Chiffrement dans le cloud public
Dans sa première fiche pratique - pour laquelle la Cnil précise d'emblée qu'elle n'a pas pour objet de traiter le sujet de la répartition des responsabilités entre les fournisseurs et leurs clients au titre du RGPD - la commission met en avant 4 scénarios de chiffrement. Tout d'abord trois en fonction des différents états de la donnée : au repos (stockage persistant dans une mémoire non volatile), en transit (transmise sur un réseau de communication entre deux endroits d'un même SI ou entre deux SI) et en traitement (en accès, consultation, mise à jour, consommée, analysée...). Et un dernier centré sur le chiffrement de bout en bout.

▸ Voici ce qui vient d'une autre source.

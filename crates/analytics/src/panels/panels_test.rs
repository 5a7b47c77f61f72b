//! Tests for panels and the access engine

use std::sync::Arc;

use async_trait::async_trait;
use chrono::{DateTime, TimeZone, Utc};
use egress_config::Config;
use egress_query::{
    AccessEvent, AccessRecord, AccessedObject, EventScan, MemoryBackend, ObjectSet, QueryBackend,
    QueryError,
};

use crate::error::AnalyticsError;
use crate::panels::{AccessEngine, Selection};
use crate::period::PeriodClass;
use crate::settings::Settings;

struct DownBackend;

#[async_trait]
impl QueryBackend for DownBackend {
    async fn scan(&self, _scan: &EventScan) -> Result<Vec<AccessEvent>, QueryError> {
        Err(QueryError::Connection("warehouse unreachable".into()))
    }

    async fn health_check(&self) -> Result<(), QueryError> {
        Err(QueryError::Connection("warehouse unreachable".into()))
    }

    fn name(&self) -> &'static str {
        "down"
    }
}

fn now() -> DateTime<Utc> {
    Utc.with_ymd_and_hms(2024, 5, 10, 10, 15, 0).unwrap()
}

fn at(day: u32, hour: u32) -> DateTime<Utc> {
    Utc.with_ymd_and_hms(2024, 5, day, hour, 5, 0).unwrap()
}

fn record(ts: DateTime<Utc>, user: &str, base: &[&str], direct: &[&str]) -> AccessRecord {
    let mut record = AccessRecord::new(ts, user);
    for (i, name) in base.iter().enumerate() {
        record = record.with_object(ObjectSet::Base, AccessedObject::new(i as u64 + 1, *name, "Table"));
    }
    for (i, name) in direct.iter().enumerate() {
        record = record.with_object(ObjectSet::Direct, AccessedObject::new(i as u64 + 100, *name, "View"));
    }
    record
}

fn engine(records: Vec<AccessRecord>) -> AccessEngine {
    let settings = Settings::from_config(&Config::default()).unwrap();
    AccessEngine::new(Arc::new(MemoryBackend::new(records)), Arc::new(settings))
}

fn selection(period: PeriodClass) -> Selection {
    Selection::new(period, "PRD").with_as_of(now())
}

#[tokio::test]
async fn test_usage_counts_namespaces() {
    let engine = engine(vec![
        record(at(10, 9), "ALICE", &["SALES_PRD_ORDERS", "HR_PRD_STAFF"], &["SALES_PRD_V"]),
        record(at(10, 9), "BOB", &["SALES_PRD_ORDERS"], &[]),
        record(at(9, 8), "ALICE", &["SALES_PRD_ITEMS"], &[]),
    ]);

    let output = engine.usage(&selection(PeriodClass::Daily)).await.unwrap();

    assert_eq!(output.title, "Underlying Data Egress");
    assert_eq!(output.pivot.categories, vec!["HR", "SALES"]);
    assert_eq!(output.chart.x_axis_labels, vec!["2024-05-09", "2024-05-10"]);
    assert_eq!(output.chart.series("SALES").unwrap().values, vec![1, 2]);
    assert_eq!(output.chart.series("HR").unwrap().values, vec![0, 1]);
    assert_eq!(output.chart.default_window_start_index, Some(0));
}

#[tokio::test]
async fn test_usage_direct_set() {
    let engine = engine(vec![record(
        at(10, 9),
        "ALICE",
        &["SALES_PRD_ORDERS"],
        &["MART_PRD_REPORT"],
    )]);
    let selection = selection(PeriodClass::Daily).with_object_set(ObjectSet::Direct);

    let output = engine.usage(&selection).await.unwrap();

    assert_eq!(output.title, "Direct Data Egress");
    assert_eq!(output.pivot.categories, vec!["MART"]);
}

#[tokio::test]
async fn test_usage_applies_exclusions() {
    let staged = record(at(10, 9), "ALICE", &[], &[])
        .with_object(ObjectSet::Base, AccessedObject::new(7, "SALES_PRD_LOAD", "Stage"));
    let mut dangling = record(at(10, 9), "ALICE", &[], &[]);
    dangling.base_objects_accessed.push(AccessedObject {
        object_id: None,
        object_name: "SALES_PRD_GONE".into(),
        object_domain: "Table".into(),
    });

    let engine = engine(vec![
        record(at(10, 9), "SYSTEM", &["SALES_PRD_ORDERS"], &[]),
        record(at(10, 9), "ALICE", &["SALES_TST_ORDERS"], &[]),
        record(at(1, 0), "ALICE", &["SALES_PRD_ORDERS"], &[]),
        staged,
        dangling,
    ]);

    let output = engine.usage(&selection(PeriodClass::Hourly)).await.unwrap();

    assert!(output.pivot.is_empty());
    assert!(output.chart.is_empty());
    assert_eq!(output.chart.default_window_start_index, None);
}

#[tokio::test]
async fn test_drill_down_strips_prefix() {
    let engine = engine(vec![
        record(at(10, 9), "ALICE", &["A_PRD_ORDERS", "A_PRD_ITEMS", "B_PRD_ORDERS"], &[]),
        record(at(10, 10), "BOB", &["A_PRD_ORDERS"], &[]),
    ]);

    let output = engine
        .drill_down("A", &selection(PeriodClass::Hourly))
        .await
        .unwrap();

    assert_eq!(output.title, "A Underlying Data Egress");
    assert_eq!(output.pivot.categories, vec!["ITEMS", "ORDERS"]);
    assert_eq!(output.chart.x_axis_labels, vec!["2024-05-10 09:00", "2024-05-10 10:00"]);
    assert_eq!(output.chart.series("ORDERS").unwrap().values, vec![1, 1]);
    assert_eq!(output.chart.series("ITEMS").unwrap().values, vec![1, 0]);
}

#[tokio::test]
async fn test_namespaces() {
    let engine = engine(vec![record(
        at(10, 9),
        "ALICE",
        &["ZETA_PRD_T", "ALPHA_PRD_T", "odd.name"],
        &[],
    )]);

    let namespaces = engine.namespaces(&selection(PeriodClass::Monthly)).await.unwrap();

    // odd names parse to no environment and are filtered out
    assert_eq!(namespaces, vec!["ALPHA", "ZETA"]);
}

#[tokio::test]
async fn test_invalid_environment_rejected() {
    let engine = engine(Vec::new());
    let selection = Selection::new(PeriodClass::Daily, "QA");

    let result = engine.usage(&selection).await;

    assert!(matches!(result, Err(AnalyticsError::InvalidEnvironment(e)) if e == "QA"));
    assert!(matches!(
        engine.explain(&selection, None),
        Err(AnalyticsError::InvalidEnvironment(_))
    ));
}

#[tokio::test]
async fn test_backend_failure_propagates() {
    let settings = Settings::from_config(&Config::default()).unwrap();
    let engine = AccessEngine::new(Arc::new(DownBackend), Arc::new(settings));

    let result = engine.usage(&selection(PeriodClass::Daily)).await;
    assert!(matches!(
        result,
        Err(AnalyticsError::Backend(QueryError::Connection(_)))
    ));

    let health = engine.health_check().await;
    assert!(matches!(health, Err(AnalyticsError::QueryFailed(msg)) if msg.contains("down")));
}

#[test]
fn test_explain() {
    let engine = engine(Vec::new());

    let usage = engine.explain(&selection(PeriodClass::Daily), None).unwrap();
    let drill = engine.explain(&selection(PeriodClass::Daily), Some("A")).unwrap();

    assert!(usage.sql.contains("AS category"));
    assert_eq!(usage.placeholder_count(), usage.params.len());
    assert!(drill.sql.contains("REPLACE("));
    assert_eq!(drill.placeholder_count(), drill.params.len());
}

« Pour garantir l’effectivité du chiffrement, il est nécessaire que les clés de chiffrement soient gérées de façon à en garantir la confidentialité et que les algorithmes de chiffrement utilisés soient à l’état de l’art », explique notamment a Cnil. « Le chiffrement est une mesure efficace et essentielle pour réduire le risque d’accès illégitimes aux données. Il est indispensable dans de nombreuses situations courantes (flux de données circulant au travers internet, stockage, poste de travail, etc.) ». L'autorité apporte ensuite un éclairage sur les enjeux liés à la délégation de services sécurité dans le cloud mais aussi les risques associés comme le fait qu'un fournisseur mal intentionné pourrait fouiller dans les données du client ou d'être lui-même victime d'intrusions. « Du point de vue de la protection des données personnelles, les obligations de chaque partie doivent être formalisées dans un contrat clair, tel que le prévoit l’article 28.3 du RGPD », prévient-elle. « Le client doit aussi maîtriser les outils qui sont mis à sa disposition pour utiliser au mieux les clés de chiffrement. En particulier, le client doit être certain que : les services, logiciels ou programmes qui utilisent ces clés sont sains ; ces services utilisent les bonnes clés (c'est à dire les siennes et pas d’un autre client) ; les algorithmes de chiffrement et déchiffrement sont correctement mis en œuvre ; ces outils sont correctement distribués et vérifiables par lui-même ».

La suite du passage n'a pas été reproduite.